Monday, December 28, 2015

Why I Procrastinate - and How I'm Going to Stop

 Recently I've been waking up at 2:30 a.m., writhing in bed consumed with anxiety and dread over course preparation for my upcoming spring semester at DePauw. I'm set to teach three courses, two of which I've never taught before, and one of which is particularly stressful for me to prepare, as it's a subject I think is so important but about which I currently know relatively little: ethical issues involving immigration policy. I've had months to prepare this course, but I've put it off, and put it off, and put it off. And put it off some more. Finally, three days ago, I sat down and just started to DO the darned thing.

Oh, the bliss, the joy and rapture, when a dreaded task is actually DONE.

So why on earth would anyone live for MONTHS in the dark, tormented space of dread rather than spend a few short DAYS chugging along to make some actual progress on moving the dreaded task forward?

I think I've come up with one answer, or at least an answer that explains why I procrastinated so mightily on designing this immigration course.

For some tasks - many tasks - most tasks? - there are two ways to do them:
1) a careful, thorough, detailed, thoughtful, conscientious, and extremely labor-intensive way
2) a quick, slapdash, corner-cutting, but in the end, remarkably adequate way.

I always feel I should do the former: the long, hard way.

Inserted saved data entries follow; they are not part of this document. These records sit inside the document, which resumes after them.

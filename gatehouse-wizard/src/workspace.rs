//! Workspace section: where agent sessions live on disk.

use std::fs;
use std::path::{Path, PathBuf};

use gatehouse_core::paths::{default_workspace, resolve_user_path};
use gatehouse_core::{Prompter, RuntimeConfig, TextPrompt};

use crate::error::{io_err, WizardError};

pub const SESSIONS_DIR: &str = "sessions";

/// Current workspace directory for `config`, or the default under `home`.
pub fn current(config: &RuntimeConfig, home: &Path) -> PathBuf {
    config
        .workspace
        .clone()
        .unwrap_or_else(|| default_workspace(home))
}

/// Resolve the typed directory (blank keeps the default) and record it.
pub fn apply(config: &RuntimeConfig, input: &str, home: &Path) -> (RuntimeConfig, PathBuf) {
    let dir = if input.trim().is_empty() {
        default_workspace(home)
    } else {
        resolve_user_path(input, home)
    };
    let mut next = config.clone();
    next.workspace = Some(dir.clone());
    (next, dir)
}

/// Create the workspace and its `sessions/` directory.
pub fn ensure_dirs(dir: &Path) -> Result<PathBuf, WizardError> {
    let sessions = dir.join(SESSIONS_DIR);
    fs::create_dir_all(&sessions).map_err(|e| io_err(&sessions, e))?;
    Ok(sessions)
}

pub fn collect(
    config: &RuntimeConfig,
    home: &Path,
    prompter: &mut dyn Prompter,
) -> Result<RuntimeConfig, WizardError> {
    let initial = current(config, home);
    let input = prompter.text(
        TextPrompt::new("Workspace directory").initial(initial.display().to_string()),
    )?;
    let (next, dir) = apply(config, &input, home);
    let sessions = ensure_dirs(&dir)?;
    prompter.log(&format!("Sessions: {}", sessions.display()));
    Ok(next)
}

#[cfg(test)]
mod tests {
    use super::*;
    use tempfile::TempDir;

    #[test]
    fn tilde_and_blank_resolve_against_home() {
        let home = Path::new("/home/tester");
        let (cfg, dir) = apply(&RuntimeConfig::default(), "~/agents", home);
        assert_eq!(dir, PathBuf::from("/home/tester/agents"));
        assert_eq!(cfg.workspace, Some(dir));

        let (_, blank) = apply(&RuntimeConfig::default(), "  ", home);
        assert_eq!(blank, default_workspace(home));
    }

    #[test]
    fn ensure_creates_sessions_dir() {
        let tmp = TempDir::new().expect("tempdir");
        let sessions = ensure_dirs(&tmp.path().join("ws")).expect("create");
        assert!(sessions.is_dir());
        // Idempotent.
        ensure_dirs(&tmp.path().join("ws")).expect("again");
    }
}
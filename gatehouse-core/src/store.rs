//! YAML config store.
//!
//! # Storage layout
//!
//! ```text
//! ~/.gatehouse/            (mode 0700)
//!   gatehouse.yaml         (mode 0600)
//!   node.yaml              (mode 0600, client node identity)
//! ```
//!
//! # API pattern
//!
//! Every function has two forms:
//! - `fn_at(home: &Path, …)`: explicit home; used in tests with `TempDir`
//! - `fn(…)`: derives home from `dirs::home_dir()`, delegates to `_at`
//!
//! Reads never fail on malformed content: they return a [`ConfigSnapshot`]
//! with `valid == false` and the parse/validation issues, so the caller can
//! decide whether to start fresh.

use std::fs;
use std::path::{Path, PathBuf};

use serde::{de::DeserializeOwned, Serialize};

use crate::error::{io_err, ConfigError};
use crate::paths::{config_path, state_root};
use crate::reconcile::check_invariants;
use crate::types::{AuthMode, RuntimeConfig};

/// One problem found in the config file.
#[derive(Debug, Clone, PartialEq, Eq)]
pub struct ConfigIssue {
    /// Dotted field path, or `<root>` for whole-file problems.
    pub path: String,
    pub message: String,
}

impl ConfigIssue {
    fn new(path: impl Into<String>, message: impl Into<String>) -> Self {
        Self {
            path: path.into(),
            message: message.into(),
        }
    }
}

/// What the store found on disk.
#[derive(Debug, Clone)]
pub struct ConfigSnapshot {
    pub path: PathBuf,
    pub exists: bool,
    pub valid: bool,
    /// Parsed config when valid; defaults otherwise.
    pub config: RuntimeConfig,
    pub issues: Vec<ConfigIssue>,
}

// ---------------------------------------------------------------------------
// 1. Read
// ---------------------------------------------------------------------------

pub fn read_snapshot_at(home: &Path) -> Result<ConfigSnapshot, ConfigError> {
    let path = config_path(home);
    if !path.exists() {
        return Ok(ConfigSnapshot {
            path,
            exists: false,
            valid: true,
            config: RuntimeConfig::default(),
            issues: vec![],
        });
    }

    let contents = fs::read_to_string(&path).map_err(|e| io_err(&path, e))?;
    let parsed: Result<RuntimeConfig, _> = if contents.trim().is_empty() {
        Ok(RuntimeConfig::default())
    } else {
        serde_yaml::from_str(&contents)
    };

    let (config, issues) = match parsed {
        Ok(config) => {
            let issues = validate(&config);
            (config, issues)
        }
        Err(err) => {
            let location = err
                .location()
                .map(|loc| format!("line {}", loc.line()))
                .unwrap_or_else(|| "<root>".to_string());
            tracing::warn!(path = %path.display(), error = %err, "config failed to parse");
            (
                RuntimeConfig::default(),
                vec![ConfigIssue::new(location, err.to_string())],
            )
        }
    };

    Ok(ConfigSnapshot {
        path,
        exists: true,
        valid: issues.is_empty(),
        config,
        issues,
    })
}

/// `read_snapshot_at` convenience wrapper.
pub fn read_snapshot() -> Result<ConfigSnapshot, ConfigError> {
    read_snapshot_at(&home()?)
}

/// Structural checks serde cannot express.
pub fn validate(config: &RuntimeConfig) -> Vec<ConfigIssue> {
    let mut issues = Vec::new();
    let gateway = &config.gateway;

    if gateway.port == 0 {
        issues.push(ConfigIssue::new("gateway.port", "must be between 1 and 65535"));
    }
    match gateway.auth.mode {
        AuthMode::Token if is_blank(gateway.auth.token.as_deref()) => {
            issues.push(ConfigIssue::new(
                "gateway.auth.token",
                "required when auth mode is token",
            ));
        }
        AuthMode::Password if is_blank(gateway.auth.password.as_deref()) => {
            issues.push(ConfigIssue::new(
                "gateway.auth.password",
                "required when auth mode is password",
            ));
        }
        _ => {}
    }
    if let Err(violation) = check_invariants(gateway.bind, gateway.auth.mode, gateway.exposure.mode)
    {
        issues.push(ConfigIssue::new("gateway", violation.0));
    }
    let mut seen = std::collections::HashSet::new();
    for profile in &config.auth_profiles {
        if !seen.insert(&profile.profile_id) {
            issues.push(ConfigIssue::new(
                "auth_profiles",
                format!("duplicate profile id '{}'", profile.profile_id),
            ));
        }
    }
    issues
}

fn is_blank(value: Option<&str>) -> bool {
    value.map(str::trim).unwrap_or_default().is_empty()
}

// ---------------------------------------------------------------------------
// 2. Write (atomic)
// ---------------------------------------------------------------------------

/// Atomically replace `<home>/.gatehouse/gatehouse.yaml` with `config`.
///
/// Write flow: serialize → `.yaml.tmp` sibling → `chmod 0600` → `rename`.
pub fn write_at(home: &Path, config: &RuntimeConfig) -> Result<PathBuf, ConfigError> {
    let issues = validate(config);
    if let Some(first) = issues.first() {
        return Err(ConfigError::Invalid(format!("{}: {}", first.path, first.message)));
    }
    let path = config_path(home);
    write_yaml_at(home, &path, config)?;
    tracing::debug!(path = %path.display(), "config written");
    Ok(path)
}

/// `write_at` convenience wrapper.
pub fn write(config: &RuntimeConfig) -> Result<PathBuf, ConfigError> {
    write_at(&home()?, config)
}

/// Load an auxiliary YAML document from the state root, if present.
pub fn load_yaml_at<T: DeserializeOwned>(path: &Path) -> Result<Option<T>, ConfigError> {
    if !path.exists() {
        return Ok(None);
    }
    let contents = fs::read_to_string(path).map_err(|e| io_err(path, e))?;
    Ok(Some(serde_yaml::from_str(&contents)?))
}

/// Atomically write any serializable document under the state root.
pub fn write_yaml_at<T: Serialize>(home: &Path, path: &Path, value: &T) -> Result<(), ConfigError> {
    ensure_state_root(home)?;
    let file_name = path
        .file_name()
        .map(|n| n.to_string_lossy().into_owned())
        .unwrap_or_else(|| "document.yaml".to_string());
    let tmp_path = path.with_file_name(format!("{file_name}.tmp"));

    let yaml = serde_yaml::to_string(value)?;
    let written = fs::write(&tmp_path, yaml)
        .map_err(|e| io_err(&tmp_path, e))
        .and_then(|()| set_file_permissions(&tmp_path))
        .and_then(|()| fs::rename(&tmp_path, path).map_err(|e| io_err(path, e)));
    if written.is_err() && tmp_path.exists() {
        if let Err(err) = fs::remove_file(&tmp_path) {
            tracing::warn!(path = %tmp_path.display(), error = %err, "could not remove temp file");
        }
    }
    written
}

/// `<home>/.gatehouse/`, created if absent and kept at mode `0700`.
pub fn ensure_state_root(home: &Path) -> Result<PathBuf, ConfigError> {
    let dir = state_root(home);
    if !dir.exists() {
        fs::create_dir_all(&dir).map_err(|e| io_err(&dir, e))?;
    }
    set_dir_permissions(&dir)?;
    Ok(dir)
}

// ---------------------------------------------------------------------------
// Private helpers
// ---------------------------------------------------------------------------

pub fn home() -> Result<PathBuf, ConfigError> {
    dirs::home_dir().ok_or(ConfigError::HomeNotFound)
}

#[cfg(unix)]
fn set_dir_permissions(path: &Path) -> Result<(), ConfigError> {
    use std::os::unix::fs::PermissionsExt;
    fs::set_permissions(path, fs::Permissions::from_mode(0o700)).map_err(|e| io_err(path, e))
}
#[cfg(not(unix))]
fn set_dir_permissions(_path: &Path) -> Result<(), ConfigError> {
    Ok(())
}

#[cfg(unix)]
fn set_file_permissions(path: &Path) -> Result<(), ConfigError> {
    use std::os::unix::fs::PermissionsExt;
    fs::set_permissions(path, fs::Permissions::from_mode(0o600)).map_err(|e| io_err(path, e))
}
#[cfg(not(unix))]
fn set_file_permissions(_path: &Path) -> Result<(), ConfigError> {
    Ok(())
}

// ---------------------------------------------------------------------------
// Unit tests
// ---------------------------------------------------------------------------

But what I really want to do is the latter: the quick, easy way. Down deep, I think the task will turn out perfectly well if I go with speed and ease. But guilt still draws me toward slow, laborious toil. And so I put off the task until the last possible minute to make sure that all I have time for is the option I secretly preferred all along.

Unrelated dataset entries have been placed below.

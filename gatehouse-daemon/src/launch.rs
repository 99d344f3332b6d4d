//! Launch command and private environment for the gateway service.
//!
//! Development builds (the binary sits under `target/debug` or
//! `target/release`) run the gateway from the source checkout; installed
//! builds run the bundled `lib/gatehouse/dist/index.js` next to `bin/`.

use std::collections::BTreeMap;
use std::fmt;
use std::path::{Component, Path, PathBuf};
use std::str::FromStr;

use gatehouse_core::{Choice, ProcessEnv};

use crate::error::DaemonError;
use crate::paths::GATEWAY_LABEL;
use crate::service::InstallRequest;

pub const ENV_GATEWAY_TOKEN: &str = "GATEHOUSE_GATEWAY_TOKEN";
pub const ENV_GATEWAY_PORT: &str = "GATEHOUSE_GATEWAY_PORT";
pub const ENV_LAUNCHD_LABEL: &str = "GATEHOUSE_LAUNCHD_LABEL";

/// JavaScript runtime that hosts the gateway process.
#[derive(Debug, Clone, Copy, PartialEq, Eq, Default)]
pub enum GatewayRuntime {
    #[default]
    Node,
    Bun,
}

impl GatewayRuntime {
    pub const ALL: [GatewayRuntime; 2] = [GatewayRuntime::Node, GatewayRuntime::Bun];

    pub fn as_str(self) -> &'static str {
        match self {
            GatewayRuntime::Node => "node",
            GatewayRuntime::Bun => "bun",
        }
    }

    pub fn choices() -> Vec<Choice> {
        vec![
            Choice::new("node", "Node").hint("recommended"),
            Choice::new("bun", "Bun").hint("experimental"),
        ]
    }
}

impl fmt::Display for GatewayRuntime {
    fn fmt(&self, f: &mut fmt::Formatter<'_>) -> fmt::Result {
        f.write_str(self.as_str())
    }
}

impl FromStr for GatewayRuntime {
    type Err = String;

    fn from_str(s: &str) -> Result<Self, Self::Err> {
        match s.trim().to_ascii_lowercase().as_str() {
            "node" => Ok(GatewayRuntime::Node),
            "bun" => Ok(GatewayRuntime::Bun),
            other => Err(format!("unknown gateway runtime '{other}'")),
        }
    }
}

/// Inputs to [`build_install_request`].
#[derive(Debug, Clone)]
pub struct LaunchSpec {
    pub port: u16,
    pub runtime: GatewayRuntime,
    /// Path of the running `gatehouse` executable.
    pub exe: PathBuf,
    pub token: Option<String>,
}

/// Source checkout root when `exe` is a cargo build artifact.
pub fn dev_checkout_root(exe: &Path) -> Option<PathBuf> {
    let components: Vec<Component<'_>> = exe.components().collect();
    components.windows(2).enumerate().rev().find_map(|(idx, pair)| {
        let is_target = pair[0].as_os_str() == "target";
        let is_profile = matches!(pair[1].as_os_str().to_str(), Some("debug" | "release"));
        (is_target && is_profile).then(|| components[..idx].iter().collect::<PathBuf>())
    })
}

pub fn build_install_request(
    spec: &LaunchSpec,
    env: &ProcessEnv,
) -> Result<InstallRequest, DaemonError> {
    let runtime_bin = env
        .which(spec.runtime.as_str())
        .map(|p| p.display().to_string())
        .unwrap_or_else(|| spec.runtime.as_str().to_string());

    let (mut program_arguments, working_directory) = match dev_checkout_root(&spec.exe) {
        Some(root) => {
            let entry = root.join("gateway").join("src").join("index.ts");
            let args = match spec.runtime {
                GatewayRuntime::Node => vec![
                    runtime_bin,
                    "--import".to_string(),
                    "tsx".to_string(),
                    entry.display().to_string(),
                ],
                GatewayRuntime::Bun => vec![runtime_bin, entry.display().to_string()],
            };
            (args, Some(root))
        }
        None => {
            let bin_dir = spec.exe.parent().ok_or_else(|| {
                DaemonError::LaunchCommand(format!("{} has no parent directory", spec.exe.display()))
            })?;
            let prefix = bin_dir.parent().unwrap_or(bin_dir);
            let entry = prefix
                .join("lib")
                .join("gatehouse")
                .join("dist")
                .join("index.js");
            (vec![runtime_bin, entry.display().to_string()], None)
        }
    };
    program_arguments.extend([
        "gateway".to_string(),
        "--port".to_string(),
        spec.port.to_string(),
    ]);

    Ok(InstallRequest {
        program_arguments,
        environment: service_environment(env, spec.port, spec.token.as_deref()),
        working_directory,
    })
}

/// Environment handed only to the service, never exported to this process.
pub fn service_environment(
    env: &ProcessEnv,
    port: u16,
    token: Option<&str>,
) -> BTreeMap<String, String> {
    let mut vars = BTreeMap::new();
    for key in ["PATH", "HOME"] {
        if let Some(value) = env.get(key) {
            vars.insert(key.to_string(), value.to_string());
        }
    }
    vars.insert(ENV_GATEWAY_PORT.to_string(), port.to_string());
    if let Some(token) = token.filter(|t| !t.trim().is_empty()) {
        vars.insert(ENV_GATEWAY_TOKEN.to_string(), token.to_string());
    }
    if env.is_macos() {
        vars.insert(ENV_LAUNCHD_LABEL.to_string(), GATEWAY_LABEL.to_string());
    }
    vars
}

#[cfg(test)]
mod tests {
    use super::*;

    fn env(os: &str) -> ProcessEnv {
        ProcessEnv::from_pairs(os, [("PATH", "/nonexistent-bin"), ("HOME", "/home/t")])
    }

    #[test]
    fn dev_build_is_detected_from_target_dir() {
        assert_eq!(
            dev_checkout_root(Path::new("/src/gatehouse/target/debug/gatehouse")),
            Some(PathBuf::from("/src/gatehouse"))
        );
        assert_eq!(
            dev_checkout_root(Path::new("/src/gatehouse/target/release/gatehouse")),
            Some(PathBuf::from("/src/gatehouse"))
        );
        assert_eq!(dev_checkout_root(Path::new("/usr/local/bin/gatehouse")), None);
        assert_eq!(dev_checkout_root(Path::new("/srv/target/gatehouse")), None);
    }

    #[test]
    fn dev_node_uses_tsx_loader_and_checkout_root() {
        let spec = LaunchSpec {
            port: 19001,
            runtime: GatewayRuntime::Node,
            exe: PathBuf::from("/src/gatehouse/target/debug/gatehouse"),
            token: None,
        };
        let req = build_install_request(&spec, &env("linux")).expect("request");
        assert_eq!(
            req.program_arguments,
            vec![
                "node",
                "--import",
                "tsx",
                "/src/gatehouse/gateway/src/index.ts",
                "gateway",
                "--port",
                "19001"
            ]
        );
        assert_eq!(req.working_directory, Some(PathBuf::from("/src/gatehouse")));
    }

    #[test]
    fn installed_bun_uses_bundled_entry() {
        let spec = LaunchSpec {
            port: 18789,
            runtime: GatewayRuntime::Bun,
            exe: PathBuf::from("/opt/gatehouse/bin/gatehouse"),
            token: Some("tok".into()),
        };
        let req = build_install_request(&spec, &env("linux")).expect("request");
        assert_eq!(
            req.program_arguments,
            vec![
                "bun",
                "/opt/gatehouse/lib/gatehouse/dist/index.js",
                "gateway",
                "--port",
                "18789"
            ]
        );
        assert_eq!(req.working_directory, None);
        assert_eq!(req.environment.get(ENV_GATEWAY_TOKEN).map(String::as_str), Some("tok"));
        assert!(!req.environment.contains_key(ENV_LAUNCHD_LABEL));
    }

    #[test]
    fn macos_environment_carries_label_and_no_blank_token() {
        let vars = service_environment(&env("macos"), 18789, Some("  "));
        assert_eq!(vars.get(ENV_LAUNCHD_LABEL).map(String::as_str), Some(GATEWAY_LABEL));
        assert!(!vars.contains_key(ENV_GATEWAY_TOKEN));
        assert_eq!(vars.get("PATH").map(String::as_str), Some("/nonexistent-bin"));
    }

    #[test]
    fn runtime_parses() {
        assert_eq!("Bun".parse::<GatewayRuntime>(), Ok(GatewayRuntime::Bun));
        assert!("deno".parse::<GatewayRuntime>().is_err());
    }
}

In designing the immigration course, I could have spent months reading widely in all the available philosophical and public policy literature to search for the best possible readings. I could have watched dozens of immigration -themed films to select the one or two most worth sharing with my students. I could have made myself into a true expert on immigration - not a bad thing to be, for a professor about to teach a course on the subject.

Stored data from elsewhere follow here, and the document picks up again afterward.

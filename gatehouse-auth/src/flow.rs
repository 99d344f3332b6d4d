//! The two-channel OAuth flow shared by every OAuth provider.
//!
//! Authorize channel: build the URL, then either open a browser (local) or
//! print it for another device and collect the pasted result right away
//! (remote). Resume channel, in precedence order:
//!
//! 1. a paste already collected on the authorize channel
//! 2. the loopback callback, when the provider redirects to one
//! 3. a manual paste prompt
//!
//! A pending paste short-circuits the callback wait, so the user is never
//! asked twice for the same code.

use std::time::Duration;

use chrono::Utc;
use gatehouse_core::prompt::validate_required;
use gatehouse_core::{Credential, CredentialMode, ProcessEnv, Prompter, TextPrompt};
use secrecy::{ExposeSecret, SecretString};

use crate::callback::{parse_authorization_input, AuthorizationInput, CallbackListener};
use crate::error::AuthError;
use crate::exchange::{TokenExchanger, TokenRequest, TokenSet};
use crate::opener::UrlOpener;
use crate::pkce::{random_state, Pkce};
use crate::provider::{CallbackShape, ProviderSpec, TokenBody};

pub struct OAuthFlow<'a> {
    pub spec: &'a ProviderSpec,
    pub env: &'a ProcessEnv,
    pub exchanger: &'a dyn TokenExchanger,
    pub opener: &'a dyn UrlOpener,
    /// The user cannot see a browser opened on this machine.
    pub remote: bool,
    pub callback_timeout: Duration,
}

/// A redirect captured on the listener must echo the state we sent.
fn captured_input(
    input: AuthorizationInput,
    expected_state: &str,
) -> Result<AuthorizationInput, AuthError> {
    match input.state.as_deref() {
        Some(returned) if returned == expected_state => Ok(input),
        _ => Err(AuthError::StateMismatch),
    }
}

/// A pasted raw code carries no state; when one is present it must match.
fn pasted_input(pasted: &str, expected_state: &str) -> Result<AuthorizationInput, AuthError> {
    let input = parse_authorization_input(pasted)?;
    match input.state.as_deref() {
        Some(returned) if returned != expected_state => Err(AuthError::StateMismatch),
        _ => Ok(input),
    }
}

impl OAuthFlow<'_> {
    pub async fn run(&self, prompter: &mut dyn Prompter) -> Result<Credential, AuthError> {
        let client_id = self.spec.client_id(self.env)?;
        let pkce = Pkce::generate();
        let state = random_state();
        let url = self.spec.authorize_url(&client_id, &pkce, &state)?;

        prompter.note(self.spec.title, &self.spec.intro(self.remote));

        // Listen before the URL is shown so a fast redirect is not lost.
        let listener = self.bind_listener().await;

        let mut pending_paste = None;
        if self.remote {
            prompter.log(&format!("\nOpen this URL in your LOCAL browser:\n\n{url}\n"));
            pending_paste = Some(prompter.text(self.paste_prompt())?);
        } else {
            if let Err(err) = self.opener.open(url.as_str()) {
                tracing::debug!(provider = self.spec.id, error = %err, "could not open browser");
            }
            prompter.log(&format!("Open: {url}"));
        }

        let input = self.resume(pending_paste, listener, prompter, &state).await?;

        let request = self.token_request(&client_id, &pkce, &state, &input);
        let tokens = self.exchanger.exchange(request).await?;
        tracing::info!(provider = self.spec.id, "oauth exchange complete");
        Ok(self.credential(tokens))
    }

    async fn bind_listener(&self) -> Option<CallbackListener> {
        let CallbackShape::LocalServer { port, path } = self.spec.callback else {
            return None;
        };
        match CallbackListener::bind(port, path).await {
            Ok(listener) => Some(listener),
            Err(err) => {
                tracing::warn!(provider = self.spec.id, error = %err, "callback capture unavailable");
                None
            }
        }
    }

    async fn resume(
        &self,
        pending_paste: Option<String>,
        listener: Option<CallbackListener>,
        prompter: &mut dyn Prompter,
        expected_state: &str,
    ) -> Result<AuthorizationInput, AuthError> {
        if let Some(pasted) = pending_paste {
            return pasted_input(&pasted, expected_state);
        }

        if let Some(listener) = listener {
            prompter.log("Complete sign-in in browser…");
            match listener.wait(self.callback_timeout).await {
                Ok(input) => return captured_input(input, expected_state),
                Err(AuthError::CallbackTimeout) => {
                    prompter.log("No browser callback received; paste the redirect URL instead.");
                }
                Err(AuthError::Callback(err)) => {
                    tracing::warn!(provider = self.spec.id, error = %err, "callback capture failed");
                }
                Err(err) => return Err(err),
            }
        }

        let pasted = prompter.text(self.paste_prompt())?;
        pasted_input(&pasted, expected_state)
    }

    fn paste_prompt(&self) -> TextPrompt {
        let message = match self.spec.callback {
            CallbackShape::ManualCode => "Paste authorization code (code#state)",
            CallbackShape::LocalServer { .. } => "Paste the redirect URL (or authorization code)",
        };
        TextPrompt::new(message).validate(validate_required)
    }

    fn token_request(
        &self,
        client_id: &str,
        pkce: &Pkce,
        state: &str,
        input: &AuthorizationInput,
    ) -> TokenRequest {
        let mut params = vec![
            ("grant_type".to_string(), "authorization_code".to_string()),
            ("code".to_string(), input.code.clone()),
            ("redirect_uri".to_string(), self.spec.redirect_uri.to_string()),
            ("client_id".to_string(), client_id.to_string()),
            ("code_verifier".to_string(), pkce.verifier().to_string()),
        ];
        if self.spec.token_body == TokenBody::Json {
            params.push(("state".to_string(), state.to_string()));
        }
        if let Some(secret) = self.spec.client_secret(self.env) {
            params.push(("client_secret".to_string(), secret));
        }
        TokenRequest {
            token_url: self.spec.token_url.to_string(),
            body: self.spec.token_body,
            params,
        }
    }

    fn credential(&self, tokens: TokenSet) -> Credential {
        let expires_at = tokens
            .expires_in
            .and_then(|secs| i64::try_from(secs).ok())
            .map(|secs| Utc::now() + chrono::Duration::seconds(secs));
        let material = serde_json::json!({
            "access_token": tokens.access_token.expose_secret(),
            "refresh_token": tokens.refresh_token.as_ref().map(|t| t.expose_secret().to_string()),
            "expires_at": expires_at,
        });
        Credential {
            provider: self.spec.id.to_string(),
            mode: CredentialMode::OAuth,
            secret: SecretString::new(material.to_string().into()),
            identity_hint: tokens.identity,
        }
    }
}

Of course, if I had taken that route, I wouldn't have also worked on the proposal for a new children's book series for my publisher, or written my article on children's author Eleanor Estes, advised SCBWI (Society of Children's Book Writers and Illustrators) mentees, read intensely for my judging of the Children's Literature Association's Phoenix Award, or sent out so many Christmas cards or baked so many Christmas cookies.

Or I could have taken the route I actually did. I emailed a few former graduate students who wrote dissertations on immigration and are now professors at various universities around the country, asking if they had taught immigration policy and had a syllabus they could share. Two did. Others offered terrific suggestions for readings. I found almost all the readings - journal articles, chiefly - by sitting at my computer searching the CU library catalog; I skimmed them to see which ones would be most engaging and accessible to sophomore-level students. I put out a call on Facebook for film ideas and got a dozen fabulous ones. I'll show in class the one or two with most Facebook votes and give students the choice of watching one or two of the others. I emailed several DePauw colleagues with expertise on immigration to see if they'd come to give a guest lecture and got affirmative replies.

Three days later, the course is put together, and I must say it looks terrific. How lovely not to wake up at 2:30 this morning with that knot of horror and loathing in my stomach! But how glad I am I didn't spend all of the past autumn lost in this one potentially all-consuming project.

Advice to self: Next time, just do the quick, easy route first. You know you're going to take it anyway. You know it's a perfectly good route to take. You don't need the sanction of desperation to go in that direction.

Two roads diverged in a yellow wood.
Take the easier, quicker, simpler one.